pub mod error;
pub mod git;
pub mod memory;
pub mod window;

pub use error::HistoryError;
pub use git::GitHistory;
pub use memory::InMemoryHistory;
pub use window::{ChildAdjacency, HistoryWindow, WindowOptions};

use gitstory_core::{CommitNode, RefSnapshot};

/// Source of commits and refs. Implementations perform their I/O here and
/// nowhere else; the engine never calls back into a provider after the
/// window has been built.
pub trait HistoryProvider {
    /// Commits reachable from `start`, newest first, truncated to `limit`.
    fn commits(&self, start: &str, limit: usize) -> Result<Vec<CommitNode>, HistoryError>;

    /// HEAD plus every local branch and tag.
    fn refs(&self) -> Result<RefSnapshot, HistoryError>;
}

· · · · ·

◆ WHAT TO DO
Your answer should consist of each line above in which "start" appears.

◆ RESPONSE AREA
    /// Commits reachable from `start`, newest first, truncated to `limit`.
    fn commits(&self, start: &str, limit: usize) -> Result<Vec<CommitNode>, HistoryError>;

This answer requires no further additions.